//! Key/value storage shared across sessions.

use std::sync::Arc;

use dashmap::mapref::entry::Entry;
use dashmap::DashMap;
use thiserror::Error;

#[derive(Error, Debug, Clone, PartialEq, Eq)]
pub enum StashError {
    #[error("key {key:?} is already stashed under {path:?}")]
    Occupied { path: String, key: String },
}

/// Store addressed by `(path, key)`. A key can be put once; taking it frees
/// the slot again.
pub trait Stash: Send + Sync {
    fn put(&self, path: &str, key: &str, value: Vec<u8>) -> Result<(), StashError>;
    fn take(&self, path: &str, key: &str) -> Option<Vec<u8>>;
    fn get(&self, path: &str, key: &str) -> Option<Vec<u8>>;
}

#[derive(Debug, Default)]
pub struct MemoryStash {
    entries: DashMap<(String, String), Vec<u8>>,
}

impl MemoryStash {
    pub fn new() -> Self {
        Self::default()
    }

    pub fn len(&self) -> usize {
        self.entries.len()
    }

    pub fn is_empty(&self) -> bool {
        self.entries.is_empty()
    }
}

impl Stash for MemoryStash {
    fn put(&self, path: &str, key: &str, value: Vec<u8>) -> Result<(), StashError> {
        match self.entries.entry((path.to_owned(), key.to_owned())) {
            Entry::Occupied(_) => Err(StashError::Occupied {
                path: path.to_owned(),
                key: key.to_owned(),
            }),
            Entry::Vacant(slot) => {
                slot.insert(value);
                Ok(())
            }
        }
    }

    fn take(&self, path: &str, key: &str) -> Option<Vec<u8>> {
        self.entries
            .remove(&(path.to_owned(), key.to_owned()))
            .map(|(_, v)| v)
    }

    fn get(&self, path: &str, key: &str) -> Option<Vec<u8>> {
        self.entries
            .get(&(path.to_owned(), key.to_owned()))
            .map(|v| v.value().clone())
    }
}

/// A stash bound to one path.
#[derive(Clone)]
pub struct StashHandle {
    store: Arc<dyn Stash>,
    path: String,
}

impl StashHandle {
    pub fn new(store: Arc<dyn Stash>, path: impl Into<String>) -> Self {
        Self {
            store,
            path: path.into(),
        }
    }

    pub fn path(&self) -> &str {
        &self.path
    }

    pub fn put(&self, key: &str, value: impl Into<Vec<u8>>) -> Result<(), StashError> {
        self.store.put(&self.path, key, value.into())
    }

    pub fn take(&self, key: &str) -> Option<Vec<u8>> {
        self.store.take(&self.path, key)
    }

    pub fn get(&self, key: &str) -> Option<Vec<u8>> {
        self.store.get(&self.path, key)
    }
}

impl std::fmt::Debug for StashHandle {
    fn fmt(&self, f: &mut std::fmt::Formatter<'_>) -> std::fmt::Result {
        f.debug_struct("StashHandle")
            .field("path", &self.path)
            .finish_non_exhaustive()
    }
}

#[cfg(test)]
mod tests {
    use super::*;

    #[test]
    fn put_once_take_frees_slot() {
        let stash = MemoryStash::new();
        stash.put("/p", "k", b"v1".to_vec()).unwrap();
        assert_eq!(
            stash.put("/p", "k", b"v2".to_vec()),
            Err(StashError::Occupied {
                path: "/p".into(),
                key: "k".into()
            })
        );
        assert_eq!(stash.get("/p", "k"), Some(b"v1".to_vec()));
        assert_eq!(stash.take("/p", "k"), Some(b"v1".to_vec()));
        assert_eq!(stash.take("/p", "k"), None);
        stash.put("/p", "k", b"v2".to_vec()).unwrap();
    }

    #[test]
    fn paths_are_separate_namespaces() {
        let store: Arc<dyn Stash> = Arc::new(MemoryStash::new());
        let a = StashHandle::new(store.clone(), "/a");
        let b = StashHandle::new(store, "/b");
        a.put("k", "from a").unwrap();
        assert_eq!(b.get("k"), None);
        b.put("k", "from b").unwrap();
        assert_eq!(a.take("k"), Some(b"from a".to_vec()));
    }
}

--------------------

## What is required
An exact copy of every entry is required.

## Solution to the problem
//! Key/value storage shared across sessions.

use std::sync::Arc;

use dashmap::mapref::entry::Entry;
use dashmap::DashMap;
use thiserror::Error;

#[derive(Error, Debug, Clone, PartialEq, Eq)]
pub enum StashError {
    #[error("key {key:?} is already stashed under {path:?}")]
    Occupied { path: String, key: String },
}

/// Store addressed by `(path, key)`. A key can be put once; taking it frees
/// the slot again.
pub trait Stash: Send + Sync {
    fn put(&self, path: &str, key: &str, value: Vec<u8>) -> Result<(), StashError>;
    fn take(&self, path: &str, key: &str) -> Option<Vec<u8>>;
    fn get(&self, path: &str, key: &str) -> Option<Vec<u8>>;
}

#[derive(Debug, Default)]
pub struct MemoryStash {
    entries: DashMap<(String, String), Vec<u8>>,
}

impl MemoryStash {
    pub fn new() -> Self {
        Self::default()
    }

    pub fn len(&self) -> usize {
        self.entries.len()
    }

    pub fn is_empty(&self) -> bool {
        self.entries.is_empty()
    }
}

impl Stash for MemoryStash {
    fn put(&self, path: &str, key: &str, value: Vec<u8>) -> Result<(), StashError> {
        match self.entries.entry((path.to_owned(), key.to_owned())) {
            Entry::Occupied(_) => Err(StashError::Occupied {
                path: path.to_owned(),
                key: key.to_owned(),
            }),
            Entry::Vacant(slot) => {
                slot.insert(value);
                Ok(())
            }
        }
    }

    fn take(&self, path: &str, key: &str) -> Option<Vec<u8>> {
        self.entries
            .remove(&(path.to_owned(), key.to_owned()))
            .map(|(_, v)| v)
    }

    fn get(&self, path: &str, key: &str) -> Option<Vec<u8>> {
        self.entries
            .get(&(path.to_owned(), key.to_owned()))
            .map(|v| v.value().clone())
    }
}

/// A stash bound to one path.
#[derive(Clone)]
pub struct StashHandle {
    store: Arc<dyn Stash>,
    path: String,
}

impl StashHandle {
    pub fn new(store: Arc<dyn Stash>, path: impl Into<String>) -> Self {
        Self {
            store,
            path: path.into(),
        }
    }

    pub fn path(&self) -> &str {
        &self.path
    }

    pub fn put(&self, key: &str, value: impl Into<Vec<u8>>) -> Result<(), StashError> {
        self.store.put(&self.path, key, value.into())
    }

    pub fn take(&self, key: &str) -> Option<Vec<u8>> {
        self.store.take(&self.path, key)
    }

    pub fn get(&self, key: &str) -> Option<Vec<u8>> {
        self.store.get(&self.path, key)
    }
}

impl std::fmt::Debug for StashHandle {
    fn fmt(&self, f: &mut std::fmt::Formatter<'_>) -> std::fmt::Result {
        f.debug_struct("StashHandle")
            .field("path", &self.path)
            .finish_non_exhaustive()
    }
}

#[cfg(test)]
mod tests {
    use super::*;

    #[test]
    fn put_once_take_frees_slot() {
        let stash = MemoryStash::new();
        stash.put("/p", "k", b"v1".to_vec()).unwrap();
        assert_eq!(
            stash.put("/p", "k", b"v2".to_vec()),
            Err(StashError::Occupied {
                path: "/p".into(),
                key: "k".into()
            })
        );
        assert_eq!(stash.get("/p", "k"), Some(b"v1".to_vec()));
        assert_eq!(stash.take("/p", "k"), Some(b"v1".to_vec()));
        assert_eq!(stash.take("/p", "k"), None);
        stash.put("/p", "k", b"v2".to_vec()).unwrap();
    }

    #[test]
    fn paths_are_separate_namespaces() {
        let store: Arc<dyn Stash> = Arc::new(MemoryStash::new());
        let a = StashHandle::new(store.clone(), "/a");
        let b = StashHandle::new(store, "/b");
        a.put("k", "from a").unwrap();
        assert_eq!(b.get("k"), None);
        b.put("k", "from b").unwrap();
        assert_eq!(a.take("k"), Some(b"from a".to_vec()));
    }
}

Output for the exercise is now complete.